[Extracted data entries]
────────────────────────────────────────
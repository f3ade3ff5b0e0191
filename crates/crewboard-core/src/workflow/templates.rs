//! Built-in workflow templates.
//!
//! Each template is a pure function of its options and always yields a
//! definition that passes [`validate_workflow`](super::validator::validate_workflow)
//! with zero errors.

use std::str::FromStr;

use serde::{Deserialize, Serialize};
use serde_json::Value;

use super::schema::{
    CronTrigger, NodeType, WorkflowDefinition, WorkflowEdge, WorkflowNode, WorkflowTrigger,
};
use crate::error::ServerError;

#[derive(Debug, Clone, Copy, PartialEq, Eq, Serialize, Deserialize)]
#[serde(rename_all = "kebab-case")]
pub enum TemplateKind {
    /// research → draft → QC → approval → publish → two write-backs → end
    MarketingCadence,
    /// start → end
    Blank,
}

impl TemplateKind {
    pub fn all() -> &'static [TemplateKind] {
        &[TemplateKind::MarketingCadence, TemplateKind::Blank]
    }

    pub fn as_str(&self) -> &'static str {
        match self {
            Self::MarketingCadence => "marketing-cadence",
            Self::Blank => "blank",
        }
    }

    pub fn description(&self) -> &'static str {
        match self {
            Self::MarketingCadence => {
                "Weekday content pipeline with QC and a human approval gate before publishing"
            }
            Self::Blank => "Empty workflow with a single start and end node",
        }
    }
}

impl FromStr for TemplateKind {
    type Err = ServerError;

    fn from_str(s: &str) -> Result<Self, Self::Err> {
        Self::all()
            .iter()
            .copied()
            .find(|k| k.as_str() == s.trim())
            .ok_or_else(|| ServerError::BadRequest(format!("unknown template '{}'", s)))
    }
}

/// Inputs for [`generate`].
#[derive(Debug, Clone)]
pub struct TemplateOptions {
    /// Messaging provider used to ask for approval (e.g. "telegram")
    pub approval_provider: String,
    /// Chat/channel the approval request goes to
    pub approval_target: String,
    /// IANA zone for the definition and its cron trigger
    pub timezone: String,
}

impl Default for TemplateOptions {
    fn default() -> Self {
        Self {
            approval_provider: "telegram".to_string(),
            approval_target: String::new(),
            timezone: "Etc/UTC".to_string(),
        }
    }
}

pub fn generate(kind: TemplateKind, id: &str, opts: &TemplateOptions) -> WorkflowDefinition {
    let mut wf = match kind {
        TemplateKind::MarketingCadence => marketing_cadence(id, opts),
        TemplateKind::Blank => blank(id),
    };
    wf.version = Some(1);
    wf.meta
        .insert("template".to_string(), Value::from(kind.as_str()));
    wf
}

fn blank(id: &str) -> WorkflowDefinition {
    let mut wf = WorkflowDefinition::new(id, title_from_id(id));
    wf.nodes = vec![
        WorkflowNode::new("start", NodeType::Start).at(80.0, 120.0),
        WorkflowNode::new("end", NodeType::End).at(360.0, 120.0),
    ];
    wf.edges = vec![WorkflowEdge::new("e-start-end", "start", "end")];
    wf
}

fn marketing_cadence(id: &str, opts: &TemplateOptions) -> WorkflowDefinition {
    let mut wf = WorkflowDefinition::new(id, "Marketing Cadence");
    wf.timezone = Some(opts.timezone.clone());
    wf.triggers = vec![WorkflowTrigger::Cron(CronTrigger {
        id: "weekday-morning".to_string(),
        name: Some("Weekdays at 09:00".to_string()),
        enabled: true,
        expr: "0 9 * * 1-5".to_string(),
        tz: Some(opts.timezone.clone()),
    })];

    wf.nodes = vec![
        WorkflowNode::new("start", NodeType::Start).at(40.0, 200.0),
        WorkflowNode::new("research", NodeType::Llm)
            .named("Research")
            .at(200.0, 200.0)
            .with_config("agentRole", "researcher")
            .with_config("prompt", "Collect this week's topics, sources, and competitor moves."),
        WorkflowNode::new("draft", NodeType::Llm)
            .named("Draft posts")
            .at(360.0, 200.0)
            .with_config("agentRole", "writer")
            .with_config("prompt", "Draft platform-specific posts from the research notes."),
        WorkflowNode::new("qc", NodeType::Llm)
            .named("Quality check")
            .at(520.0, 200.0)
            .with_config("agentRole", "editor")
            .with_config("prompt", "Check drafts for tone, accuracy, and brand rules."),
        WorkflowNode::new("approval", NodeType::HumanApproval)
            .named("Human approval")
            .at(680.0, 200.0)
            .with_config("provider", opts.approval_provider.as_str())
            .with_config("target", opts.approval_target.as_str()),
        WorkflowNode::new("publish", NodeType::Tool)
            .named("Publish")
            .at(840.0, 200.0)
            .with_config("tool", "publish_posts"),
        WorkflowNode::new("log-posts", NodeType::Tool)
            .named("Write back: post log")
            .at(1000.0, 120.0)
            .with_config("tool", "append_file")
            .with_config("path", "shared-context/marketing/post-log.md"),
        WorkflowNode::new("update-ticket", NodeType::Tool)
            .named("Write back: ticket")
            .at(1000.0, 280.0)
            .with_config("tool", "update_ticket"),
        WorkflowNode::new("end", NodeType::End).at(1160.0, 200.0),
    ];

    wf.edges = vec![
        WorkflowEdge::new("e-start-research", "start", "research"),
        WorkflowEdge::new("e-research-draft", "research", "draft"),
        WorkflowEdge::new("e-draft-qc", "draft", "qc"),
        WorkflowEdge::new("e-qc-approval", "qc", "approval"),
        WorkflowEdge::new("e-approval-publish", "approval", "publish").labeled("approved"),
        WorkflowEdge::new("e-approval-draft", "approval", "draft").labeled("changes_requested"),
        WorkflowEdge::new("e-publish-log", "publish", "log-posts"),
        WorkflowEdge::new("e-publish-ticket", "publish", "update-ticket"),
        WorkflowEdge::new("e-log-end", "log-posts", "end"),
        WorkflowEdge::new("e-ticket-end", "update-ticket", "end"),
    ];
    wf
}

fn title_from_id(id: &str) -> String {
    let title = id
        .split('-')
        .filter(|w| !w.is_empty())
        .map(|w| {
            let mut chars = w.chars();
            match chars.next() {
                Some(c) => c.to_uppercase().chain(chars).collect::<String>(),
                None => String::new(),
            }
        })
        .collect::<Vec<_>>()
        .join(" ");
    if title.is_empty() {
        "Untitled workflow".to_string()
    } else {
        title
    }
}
────────────────────────────────────────
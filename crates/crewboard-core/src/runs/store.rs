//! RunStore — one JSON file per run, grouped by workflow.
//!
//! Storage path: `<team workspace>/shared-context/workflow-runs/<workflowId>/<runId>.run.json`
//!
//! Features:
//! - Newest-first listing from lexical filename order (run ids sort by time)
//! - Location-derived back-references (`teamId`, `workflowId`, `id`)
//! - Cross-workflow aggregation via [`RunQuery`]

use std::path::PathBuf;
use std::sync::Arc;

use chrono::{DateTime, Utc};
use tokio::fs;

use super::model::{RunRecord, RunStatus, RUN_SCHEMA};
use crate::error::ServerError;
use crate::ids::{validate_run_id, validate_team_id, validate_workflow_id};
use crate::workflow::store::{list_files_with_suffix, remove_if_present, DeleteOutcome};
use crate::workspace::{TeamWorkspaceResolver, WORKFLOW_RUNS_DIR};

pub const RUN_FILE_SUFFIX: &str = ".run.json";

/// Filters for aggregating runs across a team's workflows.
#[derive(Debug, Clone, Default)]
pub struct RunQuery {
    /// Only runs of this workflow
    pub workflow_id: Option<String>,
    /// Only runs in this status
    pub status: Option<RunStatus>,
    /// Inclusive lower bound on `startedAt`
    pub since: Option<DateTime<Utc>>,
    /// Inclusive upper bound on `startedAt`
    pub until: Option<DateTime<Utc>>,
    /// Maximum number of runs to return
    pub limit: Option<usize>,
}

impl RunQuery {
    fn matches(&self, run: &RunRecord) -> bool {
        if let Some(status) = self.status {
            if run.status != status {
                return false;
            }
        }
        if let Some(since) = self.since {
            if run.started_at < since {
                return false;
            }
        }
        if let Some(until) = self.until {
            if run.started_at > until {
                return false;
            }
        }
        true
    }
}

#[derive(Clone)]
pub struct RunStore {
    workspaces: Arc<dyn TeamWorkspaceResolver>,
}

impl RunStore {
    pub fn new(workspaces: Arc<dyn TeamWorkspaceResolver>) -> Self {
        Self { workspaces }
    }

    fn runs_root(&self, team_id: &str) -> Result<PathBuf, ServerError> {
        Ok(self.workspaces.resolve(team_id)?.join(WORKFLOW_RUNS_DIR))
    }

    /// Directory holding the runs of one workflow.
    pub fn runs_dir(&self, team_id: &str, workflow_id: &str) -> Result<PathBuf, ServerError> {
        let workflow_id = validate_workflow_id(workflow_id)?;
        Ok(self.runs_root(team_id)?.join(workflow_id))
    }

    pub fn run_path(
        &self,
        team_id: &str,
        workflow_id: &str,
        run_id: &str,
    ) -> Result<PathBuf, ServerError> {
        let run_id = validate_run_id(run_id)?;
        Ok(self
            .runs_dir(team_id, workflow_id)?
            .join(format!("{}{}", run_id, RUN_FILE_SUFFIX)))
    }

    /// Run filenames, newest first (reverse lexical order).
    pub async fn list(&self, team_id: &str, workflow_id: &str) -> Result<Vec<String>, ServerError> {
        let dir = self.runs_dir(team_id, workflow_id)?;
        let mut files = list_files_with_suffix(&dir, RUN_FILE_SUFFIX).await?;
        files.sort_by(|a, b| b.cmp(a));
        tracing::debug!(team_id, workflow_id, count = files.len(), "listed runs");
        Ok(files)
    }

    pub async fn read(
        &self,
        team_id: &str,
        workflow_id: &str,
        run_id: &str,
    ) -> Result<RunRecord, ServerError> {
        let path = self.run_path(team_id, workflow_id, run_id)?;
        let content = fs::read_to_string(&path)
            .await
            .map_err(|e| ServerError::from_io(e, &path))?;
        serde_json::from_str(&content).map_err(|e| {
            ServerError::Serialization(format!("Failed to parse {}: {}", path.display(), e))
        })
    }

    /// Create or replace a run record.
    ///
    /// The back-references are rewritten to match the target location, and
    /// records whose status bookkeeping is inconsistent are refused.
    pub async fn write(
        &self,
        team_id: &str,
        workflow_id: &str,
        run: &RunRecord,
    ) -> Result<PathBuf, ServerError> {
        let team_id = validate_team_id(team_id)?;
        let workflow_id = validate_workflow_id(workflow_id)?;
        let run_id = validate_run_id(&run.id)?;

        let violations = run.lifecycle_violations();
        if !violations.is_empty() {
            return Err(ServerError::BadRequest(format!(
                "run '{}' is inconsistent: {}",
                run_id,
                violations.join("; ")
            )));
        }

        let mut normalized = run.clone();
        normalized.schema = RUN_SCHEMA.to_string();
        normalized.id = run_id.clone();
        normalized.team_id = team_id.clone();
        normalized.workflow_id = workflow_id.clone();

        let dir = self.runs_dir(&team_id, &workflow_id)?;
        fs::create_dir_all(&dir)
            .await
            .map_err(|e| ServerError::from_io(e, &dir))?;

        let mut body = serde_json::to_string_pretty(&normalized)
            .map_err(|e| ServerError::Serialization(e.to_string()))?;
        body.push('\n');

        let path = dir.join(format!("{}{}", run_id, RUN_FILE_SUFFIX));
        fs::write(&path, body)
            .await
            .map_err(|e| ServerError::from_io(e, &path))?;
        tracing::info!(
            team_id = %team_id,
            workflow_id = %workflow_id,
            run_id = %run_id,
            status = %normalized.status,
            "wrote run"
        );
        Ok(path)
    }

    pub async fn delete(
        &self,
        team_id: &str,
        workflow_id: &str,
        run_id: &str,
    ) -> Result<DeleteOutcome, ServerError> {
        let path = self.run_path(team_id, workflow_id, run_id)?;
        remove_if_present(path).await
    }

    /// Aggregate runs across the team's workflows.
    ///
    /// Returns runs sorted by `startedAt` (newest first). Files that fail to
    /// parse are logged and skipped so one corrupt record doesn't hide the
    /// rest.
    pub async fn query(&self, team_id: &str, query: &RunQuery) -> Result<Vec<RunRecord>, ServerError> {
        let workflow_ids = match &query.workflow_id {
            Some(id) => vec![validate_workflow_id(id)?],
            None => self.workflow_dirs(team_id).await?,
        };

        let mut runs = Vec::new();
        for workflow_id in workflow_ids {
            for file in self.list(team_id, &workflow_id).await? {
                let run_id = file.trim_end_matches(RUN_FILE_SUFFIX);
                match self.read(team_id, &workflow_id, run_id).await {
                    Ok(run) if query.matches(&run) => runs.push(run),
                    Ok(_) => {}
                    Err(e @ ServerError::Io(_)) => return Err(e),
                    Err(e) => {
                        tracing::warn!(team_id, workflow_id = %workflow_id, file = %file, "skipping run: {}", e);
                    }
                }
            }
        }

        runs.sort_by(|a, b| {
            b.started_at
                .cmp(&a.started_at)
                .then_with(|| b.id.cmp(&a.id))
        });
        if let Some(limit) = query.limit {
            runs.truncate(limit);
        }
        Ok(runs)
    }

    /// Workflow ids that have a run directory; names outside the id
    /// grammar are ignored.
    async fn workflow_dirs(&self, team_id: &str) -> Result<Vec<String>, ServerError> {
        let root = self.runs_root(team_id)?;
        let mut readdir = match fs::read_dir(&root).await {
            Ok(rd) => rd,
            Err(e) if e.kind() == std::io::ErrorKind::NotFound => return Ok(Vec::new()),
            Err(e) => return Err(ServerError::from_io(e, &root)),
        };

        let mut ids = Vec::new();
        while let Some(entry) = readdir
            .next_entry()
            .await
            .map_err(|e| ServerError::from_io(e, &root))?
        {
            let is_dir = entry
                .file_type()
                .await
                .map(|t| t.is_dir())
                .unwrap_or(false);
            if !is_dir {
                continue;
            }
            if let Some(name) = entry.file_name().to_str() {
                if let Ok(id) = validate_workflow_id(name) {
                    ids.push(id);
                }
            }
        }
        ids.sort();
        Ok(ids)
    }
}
────────────────────────────────────────
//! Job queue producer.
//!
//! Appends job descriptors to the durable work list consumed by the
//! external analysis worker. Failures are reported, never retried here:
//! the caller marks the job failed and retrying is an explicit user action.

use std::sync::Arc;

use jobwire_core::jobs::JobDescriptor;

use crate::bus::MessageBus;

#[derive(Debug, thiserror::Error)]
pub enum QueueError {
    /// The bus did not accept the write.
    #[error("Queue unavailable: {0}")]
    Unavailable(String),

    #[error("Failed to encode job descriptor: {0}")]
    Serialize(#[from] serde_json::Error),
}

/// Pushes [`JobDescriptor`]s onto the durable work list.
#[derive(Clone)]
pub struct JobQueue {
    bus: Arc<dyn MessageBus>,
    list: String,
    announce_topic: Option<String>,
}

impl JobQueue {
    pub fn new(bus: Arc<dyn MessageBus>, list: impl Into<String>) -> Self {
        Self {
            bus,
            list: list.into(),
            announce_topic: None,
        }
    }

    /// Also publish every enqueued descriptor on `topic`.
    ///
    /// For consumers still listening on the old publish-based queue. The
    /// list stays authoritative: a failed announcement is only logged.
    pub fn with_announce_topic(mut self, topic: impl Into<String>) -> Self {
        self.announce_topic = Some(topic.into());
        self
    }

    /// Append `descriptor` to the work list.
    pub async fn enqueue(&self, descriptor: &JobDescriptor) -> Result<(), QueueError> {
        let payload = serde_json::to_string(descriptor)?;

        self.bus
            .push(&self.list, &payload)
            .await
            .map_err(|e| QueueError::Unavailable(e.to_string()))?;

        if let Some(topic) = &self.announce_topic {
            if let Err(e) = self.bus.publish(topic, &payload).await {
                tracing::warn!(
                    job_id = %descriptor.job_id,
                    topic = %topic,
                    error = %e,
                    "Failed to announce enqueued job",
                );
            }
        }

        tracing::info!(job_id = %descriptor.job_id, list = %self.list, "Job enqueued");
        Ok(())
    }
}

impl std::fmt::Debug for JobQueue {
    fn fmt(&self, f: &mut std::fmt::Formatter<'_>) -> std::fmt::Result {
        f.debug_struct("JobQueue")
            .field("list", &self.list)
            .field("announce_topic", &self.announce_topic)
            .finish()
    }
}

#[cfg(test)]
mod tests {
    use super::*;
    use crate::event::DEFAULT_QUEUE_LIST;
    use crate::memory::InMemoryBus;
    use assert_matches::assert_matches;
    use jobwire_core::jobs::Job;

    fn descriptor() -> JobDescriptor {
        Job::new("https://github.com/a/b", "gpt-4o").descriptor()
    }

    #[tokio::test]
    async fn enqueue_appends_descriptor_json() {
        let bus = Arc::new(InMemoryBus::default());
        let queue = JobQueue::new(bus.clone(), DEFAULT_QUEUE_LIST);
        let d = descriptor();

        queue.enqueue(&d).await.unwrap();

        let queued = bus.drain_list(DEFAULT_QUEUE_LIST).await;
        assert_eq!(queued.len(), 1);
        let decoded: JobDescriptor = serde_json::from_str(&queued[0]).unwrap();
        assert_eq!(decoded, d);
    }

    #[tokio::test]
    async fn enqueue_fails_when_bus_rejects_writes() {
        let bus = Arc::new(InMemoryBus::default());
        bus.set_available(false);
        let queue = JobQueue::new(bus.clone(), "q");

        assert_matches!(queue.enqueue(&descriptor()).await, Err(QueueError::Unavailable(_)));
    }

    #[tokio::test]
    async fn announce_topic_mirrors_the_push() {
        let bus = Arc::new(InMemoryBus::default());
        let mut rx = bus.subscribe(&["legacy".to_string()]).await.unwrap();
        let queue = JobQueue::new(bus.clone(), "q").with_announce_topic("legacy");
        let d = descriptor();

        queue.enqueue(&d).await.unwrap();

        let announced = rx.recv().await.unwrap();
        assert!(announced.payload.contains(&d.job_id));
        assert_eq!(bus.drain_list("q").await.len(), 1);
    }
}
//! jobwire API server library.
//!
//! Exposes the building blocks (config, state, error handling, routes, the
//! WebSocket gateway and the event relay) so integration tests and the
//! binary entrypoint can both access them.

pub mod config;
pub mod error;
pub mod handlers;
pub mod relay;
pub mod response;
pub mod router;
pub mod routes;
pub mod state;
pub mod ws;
────────────────────────────────────────
Your answer should consist of the lines from the line with "repository f3ade3ff5b0e0191" to the line with "always yields a" above, repeated exactly, both ends included.

## Task response:
repository f3ade3ff5b0e0191
filename crates/crewboard-core/src/workflow/templates.rs
//! Built-in workflow templates.
//!
//! Each template is a pure function of its options and always yields a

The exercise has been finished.